# Silence Detection
Voice Mode now includes automatic silence detection that can stop recording when the user stops speaking, eliminating the need to wait for the full duration timeout.
## Overview
When enabled, Voice Mode uses WebRTC's Voice Activity Detection (VAD) to monitor audio input in real-time and automatically stop recording after detecting a configurable period of silence. This significantly improves the user experience, especially for short responses.
### Benefits
- **Reduced latency**: No more waiting 17+ seconds after saying "yes"
- **Natural conversation flow**: Responds as soon as you finish speaking
- **Configurable sensitivity**: Adjust for different environments and use cases
- **Backwards compatible**: Falls back to fixed duration when disabled
## Configuration
Silence detection is controlled by environment variables:
```bash
# Enable/disable silence detection (default: true)

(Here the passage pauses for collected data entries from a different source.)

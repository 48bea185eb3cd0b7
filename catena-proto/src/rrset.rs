//! Assembly of typed record sets from resolver output lines.
//!
//! A validating resolver answers a (name, type) query with presentation
//! lines of the form `<owner> <ttl> <class> <rrtype> <rdata>`. This module
//! turns those lines into a typed record set: the rdata of the queried type
//! plus the RRSIG records covering it. Everything else (other owners, other
//! classes, signatures over other types) is dropped.

use crate::error::ParseError;
use crate::name::Name;
use crate::rdata::{RdataTrait, RRSIG, SOA};
use crate::RecordType;

/// A set of records with the same owner name and record type, together with
/// the RRSIG records covering the set.
#[derive(Clone, Debug)]
pub struct RrSet<T> {
    pub owner: Name,
    pub records: Vec<T>,
    pub rrsigs: Vec<RRSIG>,
}

impl<T: RdataTrait> RrSet<T> {
    /// Assembles the record set for `owner` from resolver output lines.
    ///
    /// Lines whose owner or class do not match are skipped; lines that match
    /// but fail to parse are an error.
    pub fn from_lines(owner: &Name, lines: &[String]) -> Result<Self, ParseError> {
        let mnemonic = T::RTYPE.to_string();
        let mut records = Vec::new();
        let mut rrsigs = Vec::new();

        for line in lines {
            let (line_owner, _ttl, class, rtype, rdata) = split_line(line)?;

            match Name::from_ascii(line_owner) {
                Ok(name) if &name == owner => (),
                // an owner that is not even a valid name cannot be ours
                _ => continue,
            }
            if class != "IN" {
                continue;
            }

            if rtype == mnemonic {
                records.push(T::parse_rdata(rdata)?);
            } else if rtype == "RRSIG" {
                // signatures over other types are not ours; checking the
                // covered-type field first keeps them from even being parsed
                match rdata.split_whitespace().next() {
                    Some(covered) if covered == mnemonic => {
                        rrsigs.push(RRSIG::parse_rdata(rdata)?)
                    }
                    _ => continue,
                }
            }
        }

        Ok(Self {
            owner: owner.clone(),
            records,
            rrsigs,
        })
    }

    /// Sorts the records by their serialised rdata.
    ///
    /// DNSKEY and DS sets must be held in this order: the chain format
    /// refers to keys by their index in the sorted set, so the order has to
    /// be reproducible across runs and implementations.
    pub fn sort_canonical(&mut self) {
        self.records
            .sort_by_cached_key(|rec| rec.encode().expect("encoding rdata into vector failed"));
    }
}

/// Scans resolver output for the first `IN SOA` line, regardless of owner,
/// and returns the owner (the zone apex) together with the parsed rdata.
///
/// An SOA answer names the apex of the zone containing the queried name, so
/// the owner will usually *not* equal the query name.
pub fn find_soa(lines: &[String]) -> Result<Option<(Name, SOA)>, ParseError> {
    for line in lines {
        let (owner, _ttl, class, rtype, rdata) = split_line(line)?;
        if class == "IN" && rtype == RecordType::SOA.to_string() {
            let apex = Name::from_ascii(owner)?;
            let soa = SOA::parse_rdata(rdata)?;
            return Ok(Some((apex, soa)));
        }
    }
    Ok(None)
}

/// Splits a record line into owner, TTL, class, record type, and rdata.
///
/// The TTL is validated but otherwise unused.
fn split_line(line: &str) -> Result<(&str, u32, &str, &str, &str), ParseError> {
    let (owner, rest) = next_field(line).ok_or_else(|| malformed(line))?;
    let (ttl, rest) = next_field(rest).ok_or_else(|| malformed(line))?;
    let (class, rest) = next_field(rest).ok_or_else(|| malformed(line))?;
    let (rtype, rest) = next_field(rest).ok_or_else(|| malformed(line))?;
    let rdata = rest.trim();
    if rdata.is_empty() {
        return Err(malformed(line));
    }

    let ttl: u32 = ttl.parse()?;

    Ok((owner, ttl, class, rtype, rdata))
}

fn next_field(s: &str) -> Option<(&str, &str)> {
    let s = s.trim_start();
    if s.is_empty() {
        return None;
    }
    let end = s.find(char::is_whitespace).unwrap_or(s.len());
    Some((&s[..end], &s[end..]))
}

fn malformed(line: &str) -> ParseError {
    ParseError::MalformedLine(line.to_string())
}

#[cfg(test)]
mod tests {
    use super::{find_soa, RrSet};
    use crate::rdata::{DNSKEY, TXT};
    use crate::Name;

    fn lines(raw: &[&str]) -> Vec<String> {
        raw.iter().map(|l| l.to_string()).collect()
    }

    #[test]
    fn collects_records_and_covering_signatures() {
        let answer = lines(&[
            "example.\t3600\tIN\tDNSKEY\t256 3 8 AQIDBAUGBwg=",
            "example. 3600 IN RRSIG DNSKEY 8 1 3600 20300101000000 20250101000000 5148 example. AAECAw==",
            // a signature over another type is not ours
            "example. 3600 IN RRSIG SOA 8 1 3600 20300101000000 20250101000000 5148 example. AAECAw==",
            // wrong owner
            "other. 3600 IN DNSKEY 256 3 8 AQIDBAUGBwg=",
            // wrong class
            "example. 3600 CH DNSKEY 256 3 8 AQIDBAUGBwg=",
        ]);

        let owner = Name::from_ascii("example.").unwrap();
        let set = RrSet::<DNSKEY>::from_lines(&owner, &answer).unwrap();
        assert_eq!(set.records.len(), 1);
        assert_eq!(set.rrsigs.len(), 1);
        assert_eq!(set.rrsigs[0].key_tag, 5148);
    }

    #[test]
    fn owner_comparison_ignores_case() {
        let answer = lines(&["EXAMPLE. 300 IN TXT \"v=tls1\""]);
        let owner = Name::from_ascii("example.").unwrap();
        let set = RrSet::<TXT>::from_lines(&owner, &answer).unwrap();
        assert_eq!(set.records.len(), 1);
    }

    #[test]
    fn canonical_sort_orders_by_serialised_rdata() {
        let answer = lines(&[
            // flags 257 serialises after flags 256
            "example. 3600 IN DNSKEY 257 3 8 qqqqqqqqqqqqqqqqqqqqqg==",
            "example. 3600 IN DNSKEY 256 3 8 u7u7u7u7u7u7u7u7u7u7uw==",
        ]);
        let owner = Name::from_ascii("example.").unwrap();
        let mut set = RrSet::<DNSKEY>::from_lines(&owner, &answer).unwrap();
        set.sort_canonical();
        assert_eq!(set.records[0].flags, 256);
        assert_eq!(set.records[1].flags, 257);
    }

    #[test]
    fn soa_scan_returns_the_apex() {
        let answer = lines(&[
            "example. 3600 IN SOA ns.example. admin.example. 1 7200 900 1209600 86400",
        ]);
        let (apex, soa) = find_soa(&answer).unwrap().unwrap();
        assert_eq!(apex, Name::from_ascii("example.").unwrap());
        assert_eq!(soa.serial, 1);

        assert!(find_soa(&lines(&[])).unwrap().is_none());
    }

    #[test]
    fn malformed_lines_are_an_error() {
        let answer = lines(&["example. 3600 IN"]);
        let owner = Name::from_ascii("example.").unwrap();
        assert!(RrSet::<TXT>::from_lines(&owner, &answer).is_err());
    }
}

export VOICEMODE_ENABLE_SILENCE_DETECTION=true
# VAD aggressiveness 0-3 (default: 2)
# 0 = least aggressive (more permissive)
# 3 = most aggressive (filters more non-speech)

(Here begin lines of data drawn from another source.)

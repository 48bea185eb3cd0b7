//! `CNAME` RDATA definition.

use std::fmt::Display;
use std::io::Write;

use crate::error::{EncodeError, ParseError};
use crate::name::Name;
use crate::RecordType;

use super::RdataTrait;

/// A record containing the canonical name for an alias.
/// [\[RFC 1035\]](https://www.rfc-editor.org/rfc/rfc1035)
///
/// When the chain builder runs into one of these, it finishes the current
/// chain and starts a fresh one for the canonical name.
#[derive(PartialEq, Eq, Clone, Debug)]
pub struct CNAME {
    /// A domain name which specifies the canonical or primary name for the
    /// owner. The owner name is an alias.
    pub cname: Name,
}

impl RdataTrait for CNAME {
    const RTYPE: RecordType = RecordType::CNAME;

    fn parse_rdata(rdata: &str) -> Result<Self, ParseError> {
        Ok(Self {
            cname: Name::from_ascii(rdata.trim())?,
        })
    }

    fn encode_rdata_into(&self, buf: &mut impl Write) -> Result<u16, EncodeError> {
        self.cname.encode_into(buf)
    }
}

impl Display for CNAME {
    fn fmt(&self, f: &mut std::fmt::Formatter<'_>) -> std::fmt::Result {
        write!(f, "{}", self.cname)
    }
}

export VOICEMODE_VAD_AGGRESSIVENESS=2
# Silence threshold in milliseconds (default: 800)
# How long to wait after speech stops before ending recording
export VOICEMODE_SILENCE_THRESHOLD_MS=800
# Minimum recording duration in seconds (default: 0.5)
# Prevents accidentally cutting off very short utterances
export VOICEMODE_MIN_RECORDING_DURATION=0.5
```
## Installation
Silence detection requires the `webrtcvad` package:
```bash
pip install webrtcvad
```
Or if using uvx:
```bash
uvx voice-mode
```
The package is automatically installed with Voice Mode, but if you encounter issues:
```bash
# For Python 3.11+
pip install webrtcvad-wheels
# For older Python versions
pip install webrtcvad
```
## How It Works
1. **Chunked Recording**: Audio is recorded in small chunks (30ms by default)

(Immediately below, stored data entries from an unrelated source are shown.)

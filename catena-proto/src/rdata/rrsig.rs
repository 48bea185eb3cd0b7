//! `RRSIG` RDATA definition.

use std::fmt::Display;
use std::io::Write;
use std::str::FromStr;

use byteorder::{NetworkEndian, WriteBytesExt};
use chrono::{TimeZone, Utc};
use data_encoding::BASE64;

use crate::error::{EncodeError, ParseError};
use crate::name::Name;
use crate::RecordType;

use super::dnskey::Algorithm;

/// A record storing the digital signature for a resource record set with a
/// particular name, class, and type. The signature can be verified using the
/// public key stored in the matching [`DNSKEY`](super::DNSKEY) record.
/// [\[RFC 4034\]](https://www.rfc-editor.org/rfc/rfc4034)
///
/// The chain builder never verifies signatures itself (the validating
/// resolver already has); it only selects and repackages them.
#[derive(PartialEq, Eq, Clone, Debug)]
pub struct RRSIG {
    /// The type of the record set covered by this record.
    pub type_covered: RecordType,
    /// The cryptographic algorithm used to create the signature.
    pub algorithm: Algorithm,
    /// The number of labels in the original record owner name, not counting
    /// the root label or a wildcard label.
    pub labels: u8,
    /// The TTL of the covered record set as it appears in the authoritative
    /// zone.
    pub original_ttl: u32,
    /// The end of the validity period for the signature, as seconds since
    /// 1 January 1970 00:00:00 UTC.
    pub signature_expiration: u32,
    /// The start of the validity period for the signature. See
    /// [`Self::signature_expiration`] for the format.
    pub signature_inception: u32,
    /// The key tag of the `DNSKEY` record that validates this signature.
    pub key_tag: u16,
    /// The owner name of the `DNSKEY` record that a validator is supposed to
    /// use, i.e. the name of the zone of the covered record set.
    pub signer_name: Name,
    /// The cryptographic signature. The format of this field depends on the
    /// algorithm in use.
    pub signature: Vec<u8>,
}

impl RRSIG {
    /// Parses `RRSIG` RDATA from its presentation format: nine fields, the
    /// last of which (the base64 signature) may span several
    /// whitespace-separated groups.
    ///
    /// The timestamp fields are of the form `YYYYMMDDHHMMSS` in UTC.
    pub fn parse_rdata(rdata: &str) -> Result<Self, ParseError> {
        let (fields, signature) = super::fields_and_payload(rdata, 8).ok_or_else(|| {
            ParseError::MalformedRdata(RecordType::RRSIG, rdata.to_string())
        })?;

        let type_covered = RecordType::from_str(fields[0])
            .map_err(|_| ParseError::UnknownRecordType(fields[0].to_string()))?;

        Ok(Self {
            type_covered,
            algorithm: fields[1].parse::<u8>()?.into(),
            labels: fields[2].parse()?,
            original_ttl: fields[3].parse()?,
            signature_expiration: parse_timestamp(fields[4])?,
            signature_inception: parse_timestamp(fields[5])?,
            key_tag: fields[6].parse()?,
            signer_name: Name::from_ascii(fields[7])?,
            signature: BASE64.decode(signature.as_bytes())?,
        })
    }

    /// Encodes the signature in the compact form used by the chain format:
    /// algorithm, labels, original TTL, expiration, inception, key tag, and
    /// the raw signature bytes.
    ///
    /// The covered type, the signer name, and any length framing are omitted
    /// because the surrounding chain supplies them.
    pub fn encode_compact_into(&self, buf: &mut impl Write) -> Result<u16, EncodeError> {
        buf.write_u8(self.algorithm.into())?;
        buf.write_u8(self.labels)?;
        buf.write_u32::<NetworkEndian>(self.original_ttl)?;
        buf.write_u32::<NetworkEndian>(self.signature_expiration)?;
        buf.write_u32::<NetworkEndian>(self.signature_inception)?;
        buf.write_u16::<NetworkEndian>(self.key_tag)?;
        buf.write_all(&self.signature)?;

        Ok(1 + 1 + 4 + 4 + 4 + 2 + self.signature.len() as u16)
    }

    /// The same as [`encode_compact_into()`](Self::encode_compact_into), but
    /// returns the encoded bytes instead of appending them to a buffer.
    pub fn encode_compact(&self) -> Result<Vec<u8>, EncodeError> {
        let mut buf = Vec::new();
        self.encode_compact_into(&mut buf)?;
        Ok(buf)
    }
}

/// Parses a `YYYYMMDDHHMMSS` timestamp (UTC) into seconds since the epoch.
///
/// The result fits in a u32 until the year 2106.
fn parse_timestamp(s: &str) -> Result<u32, ParseError> {
    match Utc.datetime_from_str(s, "%Y%m%d%H%M%S") {
        Ok(datetime) => Ok(datetime.timestamp() as u32),
        Err(_) => Err(ParseError::InvalidTimestamp(s.to_string())),
    }
}

impl Display for RRSIG {
    fn fmt(&self, f: &mut std::fmt::Formatter<'_>) -> std::fmt::Result {
        let signature_expiration = Utc
            .timestamp(self.signature_expiration as i64, 0)
            .format("%Y%m%d%H%M%S")
            .to_string();
        let signature_inception = Utc
            .timestamp(self.signature_inception as i64, 0)
            .format("%Y%m%d%H%M%S")
            .to_string();
        let signature = BASE64.encode(&self.signature);
        write!(
            f,
            "{} {} {} {} {} {} {} {} {}",
            self.type_covered,
            u8::from(self.algorithm),
            self.labels,
            self.original_ttl,
            signature_expiration,
            signature_inception,
            self.key_tag,
            self.signer_name,
            signature
        )
    }
}

#[cfg(test)]
mod tests {
    use super::RRSIG;
    use crate::{Name, RecordType};

    #[test]
    fn parse_presentation_rdata() {
        let rrsig = RRSIG::parse_rdata(
            "DS 8 1 86400 20300101000000 20250101000000 5148 . BAUGBw==",
        )
        .unwrap();
        assert_eq!(rrsig.type_covered, RecordType::DS);
        assert_eq!(rrsig.algorithm, super::Algorithm::RSASHA256);
        assert_eq!(rrsig.labels, 1);
        assert_eq!(rrsig.original_ttl, 86400);
        assert_eq!(rrsig.signature_expiration, 1893456000);
        assert_eq!(rrsig.signature_inception, 1735689600);
        assert_eq!(rrsig.key_tag, 5148);
        assert_eq!(rrsig.signer_name, Name::root());
        assert_eq!(rrsig.signature, [4, 5, 6, 7]);
    }

    #[test]
    fn signature_may_span_several_groups() {
        let split = RRSIG::parse_rdata(
            "TXT 8 2 300 20300101000000 20250101000000 22878 example. BAUG Bw==",
        )
        .unwrap();
        assert_eq!(split.signature, [4, 5, 6, 7]);
    }

    #[test]
    fn compact_encoding() {
        let rrsig = RRSIG::parse_rdata(
            "DS 8 1 86400 20300101000000 20250101000000 5148 . BAUGBw==",
        )
        .unwrap();
        let bytes = rrsig.encode_compact().unwrap();
        let expected = [
            8,    // algorithm
            1,    // labels
            0x00, 0x01, 0x51, 0x80, // original ttl 86400
            0x70, 0xdb, 0xd8, 0x80, // expiration 1893456000
            0x67, 0x74, 0x85, 0x80, // inception 1735689600
            0x14, 0x1c, // key tag 5148
            4, 5, 6, 7, // signature
        ];
        assert_eq!(bytes, expected);
    }

    #[test]
    fn rejects_missing_fields() {
        assert!(RRSIG::parse_rdata("DS 8 1 86400").is_err());
    }

    #[test]
    fn rejects_bad_timestamp() {
        assert!(RRSIG::parse_rdata(
            "DS 8 1 86400 2030 20250101000000 5148 . BAUGBw=="
        )
        .is_err());
    }
}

2. **VAD Processing**: Each chunk is analyzed by WebRTC VAD to detect speech
3. **Silence Tracking**: Consecutive silence chunks are counted
4. **Stop Condition**: Recording stops when silence exceeds the threshold
5. **Safeguards**: Minimum duration prevents premature cutoff
### Technical Details
- Uses WebRTC VAD, the same technology used in web browsers
- Processes 16-bit PCM audio at supported sample rates (8k, 16k, 32k Hz)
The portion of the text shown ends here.